Not getting a response. I called again the following week. Left a message.

Yesterday, I called a third time and got a real, live person.

“Oh. You. Yes. Your reservation is confirmed. We had you down since the first time you called.”

“Ah,” I said. “Don’t you need a credit card to confirm?”

“No. You said you were coming. That’s enough.”

Wow.

I will be very careful with my words in South Dakota. Obviously, they are binding

Good Girls Rarely Make History

Sunday, September 15th, 2013

Calamity JaneFor a woman, breaking the glass ceiling in 21st century corporate America is nothing compared to fighting for a right to self expression in the 1800s. It didn’t come easy. And most “polite society” wasn’t polite about the breaking of social taboos.

Martha Canary (1852-1903) was an American frontierswoman and professional scout known for her goodness and kind compassion. The world knew her as Calamity Jane.

She was the eldest of six children. In 1865, her parents moved by wagon train from Missouri to Montana. Her mother died along the way; the father lived long enough to establish 40 acres of farmstead in Salt Lake City, UT. After he died, Martha moved the children to Wyoming.

In Wyoming, Martha took whatever jobs she could to provide for her large family…cook, waitress, nurse, ox-team driver, prostitute. She wasn’t far from Deadwood, South Dakota and moved there by wagon-train in 1876.

Looking back, most of her life is a colorful weave of fact and fiction…of stagecoach rescues and Indian skirmishes, of scouting and shooting shots of whiskey. She was said to have attacked Wild Bill Hickok’s murderer with a meat cleaver and to have nursed the sick in a smallpox epidemic.

Her acts of kindness were as legendary as her wild and wooly exploits. She lived large and there are several stories as to how she came by her nickname.

While participating in a military campaign, her Captain was shot by enemy fire while riding horseback. She pulled him from his horse onto hers and took him back to camp. He survived and called her “Calamity Jane, the heroine of the plains”. Another version tells tale that she was uninterested in marriage and that to court her was to “court calamity”. Yet another version mentions that prostitutes were referred to as “janes”, their patrons as “johns”.

For most of her life, she wore men’s clothing and lived a man’s life; at the end, she was also a raging alcoholic.

Upon her death, the newspapers referred to her as “notorious”, “dissolute” and “devilish”.

Another kinder soul commented, “Her vices were the wide-open sins of a wide-open  country – the sort that never carried a hurt” (as quoted by Deadwood Magazine, 2001).

No matter what anyone says…the lady lived an authentic life…her very own.
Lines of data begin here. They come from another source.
//! Ledger integration.
//!
//! Defines the `LedgerGateway` and `Signer` traits the engine talks to,
//! and provides implementations for:
//! - rippled JSON-RPC over HTTP (`jsonrpc`)
//! - a local wallet that derives its key pair from the seed and signs
//!   in-process (`wallet`)

pub mod jsonrpc;
pub mod models;
pub mod wallet;

use async_trait::async_trait;
use serde_json::Value;

use crate::types::{SignedTransaction, SniperError, SubmitOutcome};

/// Abstraction over a ledger session.
///
/// One gateway is shared read-only by every concurrent candidate
/// pipeline, so implementors must be `Send + Sync` and hold no
/// per-call mutable state.
#[cfg_attr(test, mockall::automock)]
#[async_trait]
pub trait LedgerGateway: Send + Sync {
    /// Open the session. Failure here is startup-fatal.
    async fn connect(&self) -> Result<(), SniperError>;

    /// Close the session.
    async fn disconnect(&self) -> Result<(), SniperError>;

    /// Issue a raw command (`account_info`, `book_offers`, ...) and return
    /// its `result` object. Ledger-reported errors map to `SniperError::Rpc`.
    async fn request(&self, command: &str, params: Value) -> Result<Value, SniperError>;

    /// Fill in network-required fields (`Fee`, `Sequence`,
    /// `LastLedgerSequence`) that the transaction does not already carry.
    async fn autofill(&self, tx: Value) -> Result<Value, SniperError>;

    /// Submit a signed transaction and wait until the ledger validates it
    /// or its `LastLedgerSequence` passes.
    async fn submit_and_wait(&self, signed: &SignedTransaction) -> Result<SubmitOutcome, SniperError>;
}

/// Holder of the bot's signing credential.
pub trait Signer: Send + Sync {
    /// Classic address the acquisitions are paid from.
    fn address(&self) -> &str;

    /// Sign a fully autofilled transaction.
    fn sign(&self, tx: &Value) -> Result<SignedTransaction, SniperError>;
}
//! Core engine — the scan → evaluate → acquire loop.

pub mod scanner;
pub mod evaluator;
pub mod executor;
pub mod scheduler;
//! Acquisition executor.
//!
//! Builds the fixed-cost payment for an eligible candidate, has the
//! gateway autofill it, signs it with the bot wallet, then submits and
//! waits for validation. Nothing is committed before validation, so a
//! failure at any step leaves nothing to undo.

use rust_decimal::Decimal;
use std::sync::Arc;
use tracing::{debug, info};

use crate::ledger::{LedgerGateway, Signer};
use crate::types::{xrp_to_drops, Candidate, CandidateOutcome, IssuedAmount, PaymentTx, SniperError};

pub struct Executor {
    gateway: Arc<dyn LedgerGateway>,
    signer: Arc<dyn Signer>,
    fee_xrp: Decimal,
    dry_run: bool,
}

impl Executor {
    pub fn new(
        gateway: Arc<dyn LedgerGateway>,
        signer: Arc<dyn Signer>,
        fee_xrp: Decimal,
        dry_run: bool,
    ) -> Self {
        Self {
            gateway,
            signer,
            fee_xrp,
            dry_run,
        }
    }

    /// Payment from the bot to the issuer for the fixed fee, with SendMax
    /// bounding the spend in the candidate's own currency.
    pub fn build_payment(&self, candidate: &Candidate) -> Result<PaymentTx, SniperError> {
        Ok(PaymentTx {
            transaction_type: "Payment".to_string(),
            account: self.signer.address().to_string(),
            destination: candidate.issuer.clone(),
            amount: xrp_to_drops(self.fee_xrp)?,
            send_max: IssuedAmount {
                currency: candidate.currency.clone(),
                issuer: candidate.issuer.clone(),
                value: self.fee_xrp.normalize().to_string(),
            },
        })
    }

    /// Acquire a position in `candidate`. Any step failing is a
    /// candidate-scoped `SniperError::Transaction`; there is no retry.
    pub async fn acquire(&self, candidate: &Candidate) -> Result<CandidateOutcome, SniperError> {
        let payment = self.build_payment(candidate)?;

        if self.dry_run {
            info!(
                issuer = %candidate.issuer,
                currency = %candidate.currency,
                amount_drops = %payment.amount,
                "[DRY RUN] Would acquire"
            );
            return Ok(CandidateOutcome::WouldAcquire {
                candidate: candidate.clone(),
                payment,
            });
        }

        let tx = serde_json::to_value(&payment)
            .map_err(|e| SniperError::Transaction(format!("failed to encode payment: {e}")))?;

        let prepared = self
            .gateway
            .autofill(tx)
            .await
            .map_err(|e| as_transaction_error("autofill", e))?;
        debug!(issuer = %candidate.issuer, "Payment prepared");

        let signed = self.signer.sign(&prepared).map_err(|e| as_transaction_error("sign", e))?;

        let outcome = self
            .gateway
            .submit_and_wait(&signed)
            .await
            .map_err(|e| as_transaction_error("submit", e))?;

        if !outcome.hash.eq_ignore_ascii_case(&signed.hash) {
            return Err(SniperError::Transaction(format!(
                "ledger reported hash {} for signed transaction {}",
                outcome.hash, signed.hash
            )));
        }

        info!(
            issuer = %candidate.issuer,
            currency = %candidate.currency,
            hash = %outcome.hash,
            ledger_index = ?outcome.ledger_index,
            engine_result = %outcome.engine_result,
            "Acquisition validated"
        );

        Ok(CandidateOutcome::Acquired {
            candidate: candidate.clone(),
            hash: outcome.hash,
        })
    }
}

fn as_transaction_error(step: &str, error: SniperError) -> SniperError {
    match error {
        SniperError::Transaction(_) => error,
        other => SniperError::Transaction(format!("{step} failed: {other}")),
    }
}
//! SNIPER — Autonomous new-token acquisition agent for the XRP Ledger
//!
//! Entry point. Loads configuration, initialises structured logging,
//! connects to the ledger, loads the wallet, and runs the periodic
//! scan→evaluate→acquire loop with graceful shutdown.

use anyhow::{Context, Result};
use std::sync::Arc;
use std::time::Duration;
use tracing::{info, warn};

use sniper::config;
use sniper::engine::evaluator::Evaluator;
use sniper::engine::executor::Executor;
use sniper::engine::scanner::Scanner;
use sniper::engine::scheduler::{Pipeline, Scheduler, SchedulerConfig};
use sniper::ledger::jsonrpc::JsonRpcGateway;
use sniper::ledger::wallet::LocalWallet;
use sniper::ledger::{LedgerGateway, Signer};
use sniper::strategy::FirstTrustLineBalance;

const BANNER: &str = r#"
 ____  _   _ ___ ____  _____ ____
/ ___|| \ | |_ _|  _ \| ____|  _ \
\___ \|  \| || || |_) |  _| | |_) |
 ___) | |\  || ||  __/| |___|  _ <
|____/|_| \_|___|_|   |_____|_| \_\

  XRPL new-token acquisition agent
  v0.1.0
"#;

#[tokio::main]
async fn main() -> Result<()> {
    // Load .env file if present (non-fatal if missing)
    let _ = dotenv::dotenv();

    let config_path = std::env::args().nth(1).unwrap_or_else(|| "config.toml".to_string());
    let cfg = config::AppConfig::load(&config_path)?;

    init_logging();

    println!("{BANNER}");
    info!(
        agent_name = %cfg.agent.name,
        endpoint = %cfg.ledger.endpoint,
        scan_interval_secs = cfg.agent.scan_interval_secs,
        fee_xrp = %cfg.acquisition.fee_xrp,
        market_cap_threshold = %cfg.acquisition.market_cap_threshold,
        dry_run = cfg.agent.dry_run,
        "SNIPER starting up"
    );

    // -- Ledger session and wallet ---------------------------------------

    let gateway: Arc<dyn LedgerGateway> = Arc::new(JsonRpcGateway::new(
        cfg.ledger.endpoint.clone(),
        Duration::from_secs(cfg.ledger.request_timeout_secs),
        Duration::from_millis(cfg.ledger.submit_poll_interval_ms),
        cfg.ledger.max_fee_drops,
    )?);
    gateway
        .connect()
        .await
        .context("Failed to connect to ledger")?;

    let seed = config::AppConfig::resolve_secret(&cfg.ledger.seed_env)?;
    let wallet: Arc<dyn Signer> =
        Arc::new(LocalWallet::from_seed(&seed).context("Failed to load wallet")?);

    // -- Pipeline --------------------------------------------------------

    let pipeline = Arc::new(Pipeline::new(
        Scanner::new(Arc::clone(&gateway), cfg.ledger.scan_limit),
        Evaluator::new(
            Arc::clone(&gateway),
            Arc::new(FirstTrustLineBalance),
            cfg.acquisition.market_cap_threshold,
        ),
        Executor::new(
            Arc::clone(&gateway),
            wallet,
            cfg.acquisition.fee_xrp,
            cfg.agent.dry_run,
        ),
        cfg.agent.max_concurrent_evaluations,
    ));

    let scheduler = Scheduler::new(
        pipeline,
        SchedulerConfig {
            interval: cfg.scan_interval(),
            max_concurrent: cfg.agent.max_concurrent_evaluations,
            single_flight: cfg.agent.single_flight,
        },
    );

    // -- Main loop -------------------------------------------------------

    let shutdown = async {
        if let Err(e) = tokio::signal::ctrl_c().await {
            warn!(error = %e, "Failed to listen for Ctrl+C");
            std::future::pending::<()>().await;
        }
    };
    let cycles = scheduler.run(shutdown).await;

    if let Err(e) = gateway.disconnect().await {
        warn!(error = %e, "Disconnect failed");
    }
    info!(cycles, "SNIPER shut down cleanly.");

    Ok(())
}

/// Initialise the `tracing` subscriber.
fn init_logging() {
    use tracing_subscriber::{fmt, EnvFilter};

    let env_filter = EnvFilter::try_from_default_env()
        .unwrap_or_else(|_| EnvFilter::new("sniper=info"));

    let json_logging = std::env::var("SNIPER_LOG_JSON").is_ok();

    if json_logging {
        fmt()
            .json()
            .with_env_filter(env_filter)
            .with_target(true)
            .with_thread_ids(true)
            .init();
    } else {
        fmt()
            .with_env_filter(env_filter)
            .with_target(true)
            .init();
    }
}
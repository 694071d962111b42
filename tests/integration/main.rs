//! End-to-end pipeline tests against an in-memory ledger.

mod mock_ledger;
mod pipeline;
She had the courage to be her own person at a time when women didn’t even have the right to vote.

Personally, I can’t wait to see what she saw in Deadwood; to keep one so spirited, it must be one heck of a town.

I’m Heading to Deadwood

Saturday, September 14th, 2013

Saloon #10The town of Deadwood, located within the Black Hills of South Dakota, was an illegal U.S. settlement within territory granted to the Sioux in the Treaty of Larmie in 1868. The treaty had promised the Lakota Sioux Indians ownership of the Black Hills.

Unfortunately for the Sioux, gold was discovered within the territory granted to them and Colonel George Armstrong Custer led the charge that initiated the Black Hills Gold Rush of 1874.

Karma was riding high in the saddle as Custer broke treaty; he did not even live long enough to rue the day. Although the battle was lost for Custer; the war was sadly lost for the Sioux.

This fateful turn of events gave birth to the lawless town of Deadwood, a boom town of gamblers, prostitutes and saloons.

Wild Bill Hickok was shot in the back while playing poker at Saloon #10 in Deadwood.

Calamity Jane, frontierswoman, professional scout, and occasional employee of Dora DuFran, (Deadwoods’ leading Madam), claimed that Wild Bill fathered her son, Jean.

Calamity Jane put her son up for adoption after Wild Bill’s death and went on to serve as a scout for the US Army. At the time of Wild Bill’s death, he was married to another woman.

Historical record states that there is no evidence to confirm or deny the existence of their love child.

Obviously, what happens in Deadwood, stays in Deadwood.